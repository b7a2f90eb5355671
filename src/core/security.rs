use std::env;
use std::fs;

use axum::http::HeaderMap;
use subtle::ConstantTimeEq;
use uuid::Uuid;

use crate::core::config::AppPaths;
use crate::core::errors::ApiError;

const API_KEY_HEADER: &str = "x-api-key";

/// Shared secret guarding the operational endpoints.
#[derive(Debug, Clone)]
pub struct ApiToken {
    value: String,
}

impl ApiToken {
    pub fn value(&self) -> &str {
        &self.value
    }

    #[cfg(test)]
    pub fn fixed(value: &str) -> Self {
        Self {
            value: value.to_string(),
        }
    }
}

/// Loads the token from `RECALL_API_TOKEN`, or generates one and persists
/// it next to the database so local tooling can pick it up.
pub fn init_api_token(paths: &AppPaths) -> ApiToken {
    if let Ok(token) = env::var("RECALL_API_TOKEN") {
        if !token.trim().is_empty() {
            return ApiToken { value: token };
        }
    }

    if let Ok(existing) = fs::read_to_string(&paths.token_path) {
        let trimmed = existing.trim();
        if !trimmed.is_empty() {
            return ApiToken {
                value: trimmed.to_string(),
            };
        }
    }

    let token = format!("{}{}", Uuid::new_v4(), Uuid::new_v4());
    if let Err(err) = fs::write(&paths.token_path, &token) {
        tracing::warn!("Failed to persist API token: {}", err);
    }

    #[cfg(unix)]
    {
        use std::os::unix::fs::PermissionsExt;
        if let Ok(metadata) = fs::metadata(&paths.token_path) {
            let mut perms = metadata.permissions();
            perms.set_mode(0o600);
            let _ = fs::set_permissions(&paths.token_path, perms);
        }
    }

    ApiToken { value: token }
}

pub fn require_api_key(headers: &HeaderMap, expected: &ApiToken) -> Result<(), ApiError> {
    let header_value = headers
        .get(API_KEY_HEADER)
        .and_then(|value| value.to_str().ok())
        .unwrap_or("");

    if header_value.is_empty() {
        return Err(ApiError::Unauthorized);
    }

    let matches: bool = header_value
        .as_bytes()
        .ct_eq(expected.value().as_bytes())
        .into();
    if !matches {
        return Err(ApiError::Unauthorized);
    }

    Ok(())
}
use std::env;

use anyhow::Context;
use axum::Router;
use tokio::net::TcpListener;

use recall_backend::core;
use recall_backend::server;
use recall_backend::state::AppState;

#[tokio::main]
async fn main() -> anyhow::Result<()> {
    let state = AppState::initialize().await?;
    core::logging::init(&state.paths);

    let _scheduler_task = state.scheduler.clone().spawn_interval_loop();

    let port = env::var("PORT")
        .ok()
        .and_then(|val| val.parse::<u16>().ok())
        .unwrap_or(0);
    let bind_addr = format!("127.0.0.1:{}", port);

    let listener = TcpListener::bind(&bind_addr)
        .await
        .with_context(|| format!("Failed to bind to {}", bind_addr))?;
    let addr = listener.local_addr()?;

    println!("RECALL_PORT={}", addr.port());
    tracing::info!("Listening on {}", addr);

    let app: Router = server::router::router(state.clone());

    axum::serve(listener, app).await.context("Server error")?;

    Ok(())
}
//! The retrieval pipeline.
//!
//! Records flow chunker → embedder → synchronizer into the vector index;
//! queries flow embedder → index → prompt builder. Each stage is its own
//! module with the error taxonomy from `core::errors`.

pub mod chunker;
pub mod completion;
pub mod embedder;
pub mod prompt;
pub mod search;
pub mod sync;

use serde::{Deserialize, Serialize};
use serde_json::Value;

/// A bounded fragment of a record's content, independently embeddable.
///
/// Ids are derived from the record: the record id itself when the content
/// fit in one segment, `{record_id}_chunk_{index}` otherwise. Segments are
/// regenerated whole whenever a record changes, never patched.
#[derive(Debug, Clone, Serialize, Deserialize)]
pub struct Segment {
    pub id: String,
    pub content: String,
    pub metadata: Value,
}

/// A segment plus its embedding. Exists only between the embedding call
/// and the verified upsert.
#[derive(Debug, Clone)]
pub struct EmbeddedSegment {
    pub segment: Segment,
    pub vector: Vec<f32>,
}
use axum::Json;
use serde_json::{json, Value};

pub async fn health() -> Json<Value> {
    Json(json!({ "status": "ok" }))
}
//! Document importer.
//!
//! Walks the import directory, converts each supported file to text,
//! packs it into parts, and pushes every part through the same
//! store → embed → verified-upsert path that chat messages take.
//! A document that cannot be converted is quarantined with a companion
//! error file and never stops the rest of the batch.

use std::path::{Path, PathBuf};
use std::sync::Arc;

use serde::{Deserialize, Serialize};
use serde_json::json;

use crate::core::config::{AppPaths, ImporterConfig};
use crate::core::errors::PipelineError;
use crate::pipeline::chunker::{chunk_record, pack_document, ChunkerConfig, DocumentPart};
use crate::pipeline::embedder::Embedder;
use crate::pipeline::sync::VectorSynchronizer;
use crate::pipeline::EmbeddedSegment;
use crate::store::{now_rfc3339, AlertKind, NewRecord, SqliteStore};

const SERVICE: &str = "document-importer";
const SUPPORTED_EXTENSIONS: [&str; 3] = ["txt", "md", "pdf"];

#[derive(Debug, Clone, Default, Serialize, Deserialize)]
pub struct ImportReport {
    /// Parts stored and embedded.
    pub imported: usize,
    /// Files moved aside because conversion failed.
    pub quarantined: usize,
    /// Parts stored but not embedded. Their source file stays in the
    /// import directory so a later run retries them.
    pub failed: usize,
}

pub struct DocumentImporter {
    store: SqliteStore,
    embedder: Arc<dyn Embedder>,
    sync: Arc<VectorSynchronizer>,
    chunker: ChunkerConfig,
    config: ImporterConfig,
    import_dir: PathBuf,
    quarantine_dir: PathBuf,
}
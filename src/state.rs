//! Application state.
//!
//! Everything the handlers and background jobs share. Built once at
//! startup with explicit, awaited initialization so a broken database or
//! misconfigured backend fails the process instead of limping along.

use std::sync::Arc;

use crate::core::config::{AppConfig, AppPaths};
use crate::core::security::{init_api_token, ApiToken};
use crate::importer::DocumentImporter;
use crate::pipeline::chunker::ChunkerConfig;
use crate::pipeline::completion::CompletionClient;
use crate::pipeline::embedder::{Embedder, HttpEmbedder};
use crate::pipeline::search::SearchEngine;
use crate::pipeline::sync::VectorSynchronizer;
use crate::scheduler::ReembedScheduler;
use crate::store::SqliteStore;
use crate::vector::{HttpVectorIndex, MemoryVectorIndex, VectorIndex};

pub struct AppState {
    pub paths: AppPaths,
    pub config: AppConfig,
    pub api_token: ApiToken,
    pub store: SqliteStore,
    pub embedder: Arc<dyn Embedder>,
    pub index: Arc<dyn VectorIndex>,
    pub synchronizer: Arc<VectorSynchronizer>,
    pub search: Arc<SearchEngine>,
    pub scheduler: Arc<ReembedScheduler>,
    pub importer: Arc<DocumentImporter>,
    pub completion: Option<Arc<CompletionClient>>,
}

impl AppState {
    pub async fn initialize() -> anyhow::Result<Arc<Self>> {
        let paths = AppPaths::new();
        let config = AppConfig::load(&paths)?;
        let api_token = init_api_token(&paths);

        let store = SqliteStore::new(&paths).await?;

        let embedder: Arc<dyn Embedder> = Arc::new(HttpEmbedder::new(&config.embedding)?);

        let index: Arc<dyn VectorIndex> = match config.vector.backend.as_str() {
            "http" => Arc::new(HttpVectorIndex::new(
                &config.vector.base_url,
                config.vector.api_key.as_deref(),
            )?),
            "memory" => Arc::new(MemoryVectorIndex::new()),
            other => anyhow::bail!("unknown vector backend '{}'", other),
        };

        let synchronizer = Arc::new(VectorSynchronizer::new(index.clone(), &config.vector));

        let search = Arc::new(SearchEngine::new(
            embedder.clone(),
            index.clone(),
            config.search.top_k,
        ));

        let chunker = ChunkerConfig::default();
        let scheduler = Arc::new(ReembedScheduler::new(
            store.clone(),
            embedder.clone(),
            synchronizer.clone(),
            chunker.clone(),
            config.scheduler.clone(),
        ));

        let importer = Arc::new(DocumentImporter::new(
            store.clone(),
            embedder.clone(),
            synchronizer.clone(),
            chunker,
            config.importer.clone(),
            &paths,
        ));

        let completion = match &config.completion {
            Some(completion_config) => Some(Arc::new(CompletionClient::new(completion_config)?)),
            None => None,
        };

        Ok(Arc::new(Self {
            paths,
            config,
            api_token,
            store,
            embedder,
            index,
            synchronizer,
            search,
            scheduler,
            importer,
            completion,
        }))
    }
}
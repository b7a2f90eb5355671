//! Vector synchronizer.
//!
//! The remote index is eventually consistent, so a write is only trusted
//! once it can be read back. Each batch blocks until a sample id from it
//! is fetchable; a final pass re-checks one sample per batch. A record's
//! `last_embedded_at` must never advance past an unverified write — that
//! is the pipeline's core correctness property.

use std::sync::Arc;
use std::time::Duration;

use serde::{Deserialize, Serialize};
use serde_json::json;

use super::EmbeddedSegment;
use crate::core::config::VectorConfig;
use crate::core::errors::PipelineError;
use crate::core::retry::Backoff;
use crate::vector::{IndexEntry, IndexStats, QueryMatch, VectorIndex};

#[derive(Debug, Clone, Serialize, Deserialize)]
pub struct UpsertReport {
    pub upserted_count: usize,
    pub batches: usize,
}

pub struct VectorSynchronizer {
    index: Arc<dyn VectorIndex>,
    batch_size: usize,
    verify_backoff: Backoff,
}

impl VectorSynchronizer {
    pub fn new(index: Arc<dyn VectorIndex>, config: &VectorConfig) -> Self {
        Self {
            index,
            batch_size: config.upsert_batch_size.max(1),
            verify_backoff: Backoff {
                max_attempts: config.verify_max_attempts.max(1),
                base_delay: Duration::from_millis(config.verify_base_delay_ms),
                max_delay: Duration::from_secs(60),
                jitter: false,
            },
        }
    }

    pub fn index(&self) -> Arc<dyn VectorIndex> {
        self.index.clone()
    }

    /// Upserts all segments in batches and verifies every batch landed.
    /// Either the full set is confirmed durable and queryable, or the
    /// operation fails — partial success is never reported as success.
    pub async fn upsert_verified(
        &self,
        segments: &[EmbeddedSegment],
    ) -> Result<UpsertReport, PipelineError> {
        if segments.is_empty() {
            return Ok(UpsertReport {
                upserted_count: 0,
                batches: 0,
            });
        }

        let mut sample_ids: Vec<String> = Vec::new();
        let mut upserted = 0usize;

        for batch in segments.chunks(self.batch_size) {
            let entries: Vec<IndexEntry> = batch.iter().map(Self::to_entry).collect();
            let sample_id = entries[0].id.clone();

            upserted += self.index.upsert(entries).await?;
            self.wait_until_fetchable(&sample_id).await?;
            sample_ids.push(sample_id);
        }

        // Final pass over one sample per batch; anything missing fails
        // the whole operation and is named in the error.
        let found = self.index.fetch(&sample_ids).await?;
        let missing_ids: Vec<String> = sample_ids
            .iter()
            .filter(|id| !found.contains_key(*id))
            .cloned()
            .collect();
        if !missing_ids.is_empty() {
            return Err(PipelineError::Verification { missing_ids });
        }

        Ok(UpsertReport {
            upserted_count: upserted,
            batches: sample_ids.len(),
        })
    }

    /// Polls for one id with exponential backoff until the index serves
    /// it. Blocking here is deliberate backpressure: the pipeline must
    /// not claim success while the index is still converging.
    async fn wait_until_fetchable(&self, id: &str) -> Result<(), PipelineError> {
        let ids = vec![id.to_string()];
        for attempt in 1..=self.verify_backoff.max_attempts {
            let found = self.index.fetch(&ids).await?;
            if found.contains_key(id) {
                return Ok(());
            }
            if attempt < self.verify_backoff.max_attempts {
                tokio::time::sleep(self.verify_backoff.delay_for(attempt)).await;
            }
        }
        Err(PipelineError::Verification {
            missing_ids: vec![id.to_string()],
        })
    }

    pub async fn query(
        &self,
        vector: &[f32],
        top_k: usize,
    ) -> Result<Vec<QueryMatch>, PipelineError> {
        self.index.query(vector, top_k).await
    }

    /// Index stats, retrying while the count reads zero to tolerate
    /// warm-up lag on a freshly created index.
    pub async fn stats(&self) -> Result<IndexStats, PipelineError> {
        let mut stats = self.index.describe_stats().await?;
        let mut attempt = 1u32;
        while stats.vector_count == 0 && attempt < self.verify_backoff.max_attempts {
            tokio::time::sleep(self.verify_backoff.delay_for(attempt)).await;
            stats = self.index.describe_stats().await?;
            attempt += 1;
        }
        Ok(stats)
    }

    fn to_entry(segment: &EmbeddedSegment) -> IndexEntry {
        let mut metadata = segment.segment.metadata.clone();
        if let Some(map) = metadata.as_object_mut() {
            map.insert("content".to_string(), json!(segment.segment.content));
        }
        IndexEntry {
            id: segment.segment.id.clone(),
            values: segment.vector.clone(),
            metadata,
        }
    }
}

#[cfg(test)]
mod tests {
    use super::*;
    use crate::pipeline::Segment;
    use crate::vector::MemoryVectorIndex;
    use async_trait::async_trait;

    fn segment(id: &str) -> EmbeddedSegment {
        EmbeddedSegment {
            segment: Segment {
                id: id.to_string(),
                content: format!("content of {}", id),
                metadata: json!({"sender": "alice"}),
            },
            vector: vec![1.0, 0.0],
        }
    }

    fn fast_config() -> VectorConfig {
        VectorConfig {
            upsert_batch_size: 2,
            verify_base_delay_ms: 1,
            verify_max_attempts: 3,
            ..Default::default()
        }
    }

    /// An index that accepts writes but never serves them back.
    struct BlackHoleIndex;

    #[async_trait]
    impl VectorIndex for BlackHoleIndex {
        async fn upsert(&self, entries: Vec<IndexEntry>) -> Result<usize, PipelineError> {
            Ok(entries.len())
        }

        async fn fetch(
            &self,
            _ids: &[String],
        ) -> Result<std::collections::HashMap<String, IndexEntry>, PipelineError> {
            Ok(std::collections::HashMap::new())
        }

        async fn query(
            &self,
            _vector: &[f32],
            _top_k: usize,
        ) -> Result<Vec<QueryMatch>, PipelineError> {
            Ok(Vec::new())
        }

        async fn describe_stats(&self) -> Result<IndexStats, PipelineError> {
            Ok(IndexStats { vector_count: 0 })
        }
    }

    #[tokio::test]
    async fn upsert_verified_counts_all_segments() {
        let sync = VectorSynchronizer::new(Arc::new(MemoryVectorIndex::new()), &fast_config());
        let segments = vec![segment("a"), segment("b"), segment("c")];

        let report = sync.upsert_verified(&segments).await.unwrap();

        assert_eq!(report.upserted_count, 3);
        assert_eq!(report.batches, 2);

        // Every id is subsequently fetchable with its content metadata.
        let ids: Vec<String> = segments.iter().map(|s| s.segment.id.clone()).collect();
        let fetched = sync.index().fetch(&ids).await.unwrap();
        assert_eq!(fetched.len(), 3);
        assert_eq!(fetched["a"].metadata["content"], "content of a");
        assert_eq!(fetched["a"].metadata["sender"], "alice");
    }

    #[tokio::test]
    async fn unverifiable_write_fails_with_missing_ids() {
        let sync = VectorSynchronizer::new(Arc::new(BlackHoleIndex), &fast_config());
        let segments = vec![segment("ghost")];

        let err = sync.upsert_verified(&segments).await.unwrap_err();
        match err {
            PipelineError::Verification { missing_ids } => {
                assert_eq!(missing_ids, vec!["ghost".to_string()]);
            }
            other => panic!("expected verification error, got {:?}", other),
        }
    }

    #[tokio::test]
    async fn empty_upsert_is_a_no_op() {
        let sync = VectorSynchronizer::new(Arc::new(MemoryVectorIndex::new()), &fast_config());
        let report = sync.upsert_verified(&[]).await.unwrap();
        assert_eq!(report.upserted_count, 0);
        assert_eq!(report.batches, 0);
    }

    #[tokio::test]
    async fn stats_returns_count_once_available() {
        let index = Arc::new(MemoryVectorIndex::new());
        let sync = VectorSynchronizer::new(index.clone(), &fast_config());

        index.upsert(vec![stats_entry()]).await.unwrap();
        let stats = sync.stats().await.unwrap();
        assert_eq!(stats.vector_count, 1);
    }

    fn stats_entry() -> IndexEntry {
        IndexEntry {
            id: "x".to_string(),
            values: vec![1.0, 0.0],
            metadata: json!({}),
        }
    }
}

→ **DIRECTIONS**
Return the lines above precisely as they appear, beginning at the first line and ending at the line with "if let Err(err)", and nothing after it.

→ **RESPONSE AREA**
repository b7a2f90eb5355671
filename src/core/security.rs
use std::env;
use std::fs;

use axum::http::HeaderMap;
use subtle::ConstantTimeEq;
use uuid::Uuid;

use crate::core::config::AppPaths;
use crate::core::errors::ApiError;

const API_KEY_HEADER: &str = "x-api-key";

/// Shared secret guarding the operational endpoints.
#[derive(Debug, Clone)]
pub struct ApiToken {
    value: String,
}

impl ApiToken {
    pub fn value(&self) -> &str {
        &self.value
    }

    #[cfg(test)]
    pub fn fixed(value: &str) -> Self {
        Self {
            value: value.to_string(),
        }
    }
}

/// Loads the token from `RECALL_API_TOKEN`, or generates one and persists
/// it next to the database so local tooling can pick it up.
pub fn init_api_token(paths: &AppPaths) -> ApiToken {
    if let Ok(token) = env::var("RECALL_API_TOKEN") {
        if !token.trim().is_empty() {
            return ApiToken { value: token };
        }
    }

    if let Ok(existing) = fs::read_to_string(&paths.token_path) {
        let trimmed = existing.trim();
        if !trimmed.is_empty() {
            return ApiToken {
                value: trimmed.to_string(),
            };
        }
    }

    let token = format!("{}{}", Uuid::new_v4(), Uuid::new_v4());
    if let Err(err) = fs::write(&paths.token_path, &token) {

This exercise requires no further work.